In searching through early volumes of The American Genealogist for a certain Hugh Cole, I ran across this small article placed at the end of the article I was reading. It made me smile. A lot.
"Jenny-alogy vs Jeanie-alogy--G. E. McC. (1)
The sacred word is often mouthed in our hearing, even by erudite precisionists, as if the first syllable were rhymed with hygiene. A pedantic etymologist may rightly object that the first syllable is derived from the Greek word γένος (genos), the first vowel being epsilon, invariably short, having a long equivalent which is eta (ή), invariably long. This mispronunciation may derive from the fact that there seems to be in English a rule that a short vowel followed by a single consonant and e is lengthened, e.g. lane, gene, thine, shone, dune, as against man, went, thin, along, dun. To explain an error, however, is not to condone it, and the error has not even been canonized by Webster's Collegiate, 7th edition, as a permitted, though not preferred alternative. The word is commonly misspelled by the careless as geneology by mistaken analogy with biology, physiology and the like. The vowel before -log- is controlled by the preceding syllable, not the following. That is why it is genealogy, not geneology."

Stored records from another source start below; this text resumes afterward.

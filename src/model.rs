/*!
Wire types for the `/generate-diff` endpoint.

The diff service produces a [`DiffResponse`] once per request; the viewer
treats it as immutable until the next successful request replaces it.
*/

use serde::{Deserialize, Serialize};

/// Classification of one aligned line pair.
#[derive(Serialize, Deserialize, Debug, Clone, Copy, PartialEq, Eq)]
#[serde(rename_all = "lowercase")]
pub enum EntryKind {
    Equal,
    Add,
    Remove,
    Change,
}

impl EntryKind {
    pub fn is_change(&self) -> bool {
        !matches!(self, EntryKind::Equal)
    }
}

/// Classification of one token inside a changed line.
#[derive(Serialize, Deserialize, Debug, Clone, Copy, PartialEq, Eq)]
#[serde(rename_all = "lowercase")]
pub enum WordKind {
    Equal,
    Add,
    Remove,
}

#[derive(Serialize, Deserialize, Debug, Clone, PartialEq, Eq)]
pub struct WordDiffEntry {
    #[serde(rename = "type")]
    pub kind: WordKind,
    #[serde(default)]
    pub text: String,
}

/// One row of the line diff.
#[derive(Serialize, Deserialize, Debug, Clone, PartialEq, Eq)]
pub struct DiffEntry {
    #[serde(rename = "type")]
    pub kind: EntryKind,
    pub line_num: u32,
    #[serde(default, skip_serializing_if = "Option::is_none")]
    pub old_text: Option<String>,
    #[serde(default, skip_serializing_if = "Option::is_none")]
    pub new_text: Option<String>,
    #[serde(default, skip_serializing_if = "Option::is_none")]
    pub word_diff: Option<Vec<WordDiffEntry>>,
}

impl DiffEntry {
    pub fn old_text(&self) -> &str {
        self.old_text.as_deref().unwrap_or_default()
    }

    pub fn new_text(&self) -> &str {
        self.new_text.as_deref().unwrap_or_default()
    }

    /// Word diff tokens, or `None` when absent or empty.
    pub fn word_diff(&self) -> Option<&[WordDiffEntry]> {
        self.word_diff.as_deref().filter(|words| !words.is_empty())
    }
}

#[derive(Serialize, Deserialize, Debug, Clone, Default, PartialEq, Eq)]
pub struct DiffStats {
    #[serde(default)]
    pub added_lines: u32,
    #[serde(default)]
    pub removed_lines: u32,
    #[serde(default)]
    pub changed_lines: u32,
    #[serde(default)]
    pub is_identical: bool,
    #[serde(default, skip_serializing_if = "Option::is_none")]
    pub total_lines: Option<u32>,
    #[serde(default, skip_serializing_if = "Option::is_none")]
    pub total_changes: Option<u32>,
}

impl DiffStats {
    /// True when there is nothing for the changes-only view to show.
    pub fn has_no_changes(&self) -> bool {
        self.is_identical
            || (self.added_lines == 0 && self.removed_lines == 0 && self.changed_lines == 0)
    }

    /// Human readable counters, e.g. `3 additions, 1 removals, 0 changes`.
    pub fn summary(&self) -> String {
        format!(
            "{} additions, {} removals, {} changes",
            self.added_lines, self.removed_lines, self.changed_lines
        )
    }
}

/// Successful response body of `POST /generate-diff`.
#[derive(Serialize, Deserialize, Debug, Clone, Default, PartialEq, Eq)]
pub struct DiffResponse {
    pub archived_date: String,
    pub current_date: String,
    pub url: String,
    #[serde(default)]
    pub stats: DiffStats,
    #[serde(default)]
    pub significant_added: Vec<String>,
    #[serde(default)]
    pub significant_removed: Vec<String>,
    #[serde(default)]
    pub diff_data: Vec<DiffEntry>,
    #[serde(default, skip_serializing_if = "Option::is_none")]
    pub warning: Option<String>,
    #[serde(default, skip_serializing_if = "Option::is_none")]
    pub date_note: Option<String>,
}

/// Request body of `POST /generate-diff`.
#[derive(Serialize, Deserialize, Debug, Clone, PartialEq, Eq)]
pub struct DiffRequest {
    pub url: String,
    /// Archive date as `YYYYMMDD`
    pub timestamp: String,
}

/// Failure body of `POST /generate-diff`.
#[derive(Serialize, Deserialize, Debug, Clone, Default)]
pub struct ErrorBody {
    #[serde(default)]
    pub error: Option<String>,
}

#[cfg(test)]
mod tests {
    use super::*;

    const PAYLOAD: &str = r#"{
        "url": "https://example.com",
        "archived_date": "03-01-2024",
        "current_date": "03-01-2025",
        "date_note": null,
        "diff_data": [
            {"type": "equal", "line_num": 1, "old_text": "Home", "new_text": "Home"},
            {"type": "change", "line_num": 2, "old_text": "foo", "new_text": "bar",
             "word_diff": [{"type": "remove", "text": "foo"}, {"type": "add", "text": "bar"}]},
            {"type": "add", "line_num": 3, "old_text": "", "new_text": "New line"}
        ],
        "significant_added": ["New line"],
        "significant_removed": [],
        "stats": {"total_lines": 3, "added_lines": 1, "removed_lines": 0,
                  "changed_lines": 1, "is_identical": false, "total_changes": 2}
    }"#;

    #[test]
    fn test_parse_service_payload() {
        let response: DiffResponse = serde_json::from_str(PAYLOAD).unwrap();
        assert_eq!(response.diff_data.len(), 3);
        assert_eq!(response.diff_data[1].kind, EntryKind::Change);
        assert_eq!(response.diff_data[1].word_diff().unwrap().len(), 2);
        assert_eq!(response.stats.total_changes, Some(2));
        assert!(response.date_note.is_none());
        assert!(response.warning.is_none());
    }

    #[test]
    fn test_entry_without_optional_fields() {
        let entry: DiffEntry = serde_json::from_str(r#"{"type": "remove", "line_num": 7}"#).unwrap();
        assert_eq!(entry.old_text(), "");
        assert_eq!(entry.new_text(), "");
        assert!(entry.word_diff().is_none());
    }

    #[test]
    fn test_empty_word_diff_is_absent() {
        let entry: DiffEntry = serde_json::from_str(
            r#"{"type": "change", "line_num": 1, "old_text": "a", "new_text": "b", "word_diff": []}"#,
        )
        .unwrap();
        assert!(entry.word_diff().is_none());
    }

    #[test]
    fn test_stats_without_changes() {
        let stats = DiffStats::default();
        assert!(stats.has_no_changes());
        assert_eq!(stats.summary(), "0 additions, 0 removals, 0 changes");

        let stats = DiffStats { removed_lines: 2, ..Default::default() };
        assert!(!stats.has_no_changes());
    }

    #[test]
    fn test_request_body_shape() {
        let request = DiffRequest { url: "https://example.com".into(), timestamp: "20240301".into() };
        let json = serde_json::to_value(&request).unwrap();
        assert_eq!(json["url"], "https://example.com");
        assert_eq!(json["timestamp"], "20240301");
    }
}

Do you feel strange, in a world-shifting-sort-of-way, when you use a new technology to produce an old technology result? Isn't genealogy a lot like that? Digital images vs. hand copying documents, never mind photocopies and scans... some times I get a slightly woozy feeling that brings me to a complete halt. I have to center for a while until I can shake off the feeling and get back to work.
You too?
(1)The American Genealogist. New Haven, CT: D. L. Jacobus, c1937-. (Online database. AmericanAncestors.org. New England Historic Genealogical Society, 2009.) Vol. 50 p. 145
I also give credit to Google Translate for the help in getting Greek letters in this piece, but I don't know how to cite that exactly.... so..... thanks Google!